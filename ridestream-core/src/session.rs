// Copyright 2025 Umberto Gotti <umberto.gotti@umbertogotti.dev>
// Licensed under the Apache License, Version 2.0
// http://www.apache.org/licenses/LICENSE-2.0

use crate::FusedRecord;
use serde::{Deserialize, Serialize};
use std::fmt;

/// Internal, 0-based index of a finalized session.
///
/// Externally (download URLs, endpoint paths) sessions are numbered from 1;
/// [`SessionIndex::external`] and [`SessionIndex::from_external`] are the only
/// places that mapping is done.
#[derive(Debug, Clone, Copy, PartialEq, Eq, PartialOrd, Ord, Hash, Serialize, Deserialize)]
#[serde(transparent)]
pub struct SessionIndex(pub u64);

impl SessionIndex {
    pub const FIRST: Self = Self(0);

    #[must_use]
    pub const fn next(self) -> Self {
        Self(self.0 + 1)
    }

    /// 1-based number shown to users.
    #[must_use]
    pub const fn external(self) -> u64 {
        self.0 + 1
    }

    /// Map a 1-based external number back; `0` has no session.
    #[must_use]
    pub const fn from_external(external: u64) -> Option<Self> {
        match external {
            0 => None,
            n => Some(Self(n - 1)),
        }
    }

    /// Deterministic download file name, e.g. `ride_1.csv` for index 0.
    #[must_use]
    pub fn file_name(self) -> String {
        format!("ride_{}.csv", self.external())
    }
}

impl fmt::Display for SessionIndex {
    fn fmt(&self, f: &mut fmt::Formatter<'_>) -> fmt::Result {
        write!(f, "{}", self.0)
    }
}

/// Acceleration statistics of a finished ride.
///
/// Computed over records whose `total_accel` is present; the extremes and
/// mean are `None` when there are no such records.
#[derive(Debug, Clone, Copy, PartialEq, Serialize, Deserialize)]
pub struct RideSummary {
    pub count: usize,
    pub mean: Option<f64>,
    pub max: Option<f64>,
    pub min: Option<f64>,
}

impl RideSummary {
    #[must_use]
    pub fn from_records(records: &[FusedRecord]) -> Self {
        let mut count = 0usize;
        let mut sum = 0.0;
        let mut max: Option<f64> = None;
        let mut min: Option<f64> = None;

        for accel in records.iter().filter_map(|r| r.total_accel) {
            count += 1;
            sum += accel;
            max = Some(max.map_or(accel, |m| m.max(accel)));
            min = Some(min.map_or(accel, |m| m.min(accel)));
        }

        Self {
            count,
            mean: (count > 0).then(|| sum / count as f64),
            max,
            min,
        }
    }
}

impl fmt::Display for RideSummary {
    fn fmt(&self, f: &mut fmt::Formatter<'_>) -> fmt::Result {
        match (self.mean, self.max, self.min) {
            (Some(mean), Some(max), Some(min)) => write!(
                f,
                "{} accel samples, mean {mean:.3}, max {max:.3}, min {min:.3}",
                self.count
            ),
            _ => f.write_str("no accel samples"),
        }
    }
}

◇ ◇ ◇ ◇ ◇

### The task
Using the records above, work out the number of lines that contain "Option" and write only that number.

### Result of the task
6